[Data for the task]

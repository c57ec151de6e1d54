//! Conversation turns as supplied by the caller.
//!
//! The pipeline receives the conversation by value and never mutates it.
//! Retry context is synthesized per-attempt inside the generation client
//! and is never written back here.

use serde::{Deserialize, Serialize};

/// Who authored a conversation turn.
#[derive(Clone, Copy, Debug, PartialEq, Eq, Serialize, Deserialize)]
#[serde(rename_all = "lowercase")]
pub enum Role {
    /// The end user asking a question.
    User,
    /// A prior pipeline answer.
    Assistant,
}

/// One turn in a multi-turn conversation.
#[derive(Clone, Debug, PartialEq, Eq, Serialize, Deserialize)]
pub struct ConversationTurn {
    /// Who authored this turn.
    pub role: Role,
    /// The turn's text content.
    pub content: String,
}

impl ConversationTurn {
    /// Convenience constructor for a user turn.
    pub fn user(content: impl Into<String>) -> Self {
        Self {
            role: Role::User,
            content: content.into(),
        }
    }

    /// Convenience constructor for an assistant turn.
    pub fn assistant(content: impl Into<String>) -> Self {
        Self {
            role: Role::Assistant,
            content: content.into(),
        }
    }
}

/// The most recent user turn in a conversation, if any.
///
/// The pipeline validates against this before spending any attempt budget:
/// a conversation without a user turn has no question to answer.
#[must_use]
pub fn latest_user_content(turns: &[ConversationTurn]) -> Option<&str> {
    turns
        .iter()
        .rev()
        .find(|t| t.role == Role::User)
        .map(|t| t.content.as_str())
}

[/Data for the task]

*Activity*. Copy, without any change, the lines from the one that contains "pub fn latest_user_content(turns: &[ConversationTurn])" to the final line of the entries above.

*Answer area*.
pub fn latest_user_content(turns: &[ConversationTurn]) -> Option<&str> {
    turns
        .iter()
        .rev()
        .find(|t| t.role == Role::User)
        .map(|t| t.content.as_str())
}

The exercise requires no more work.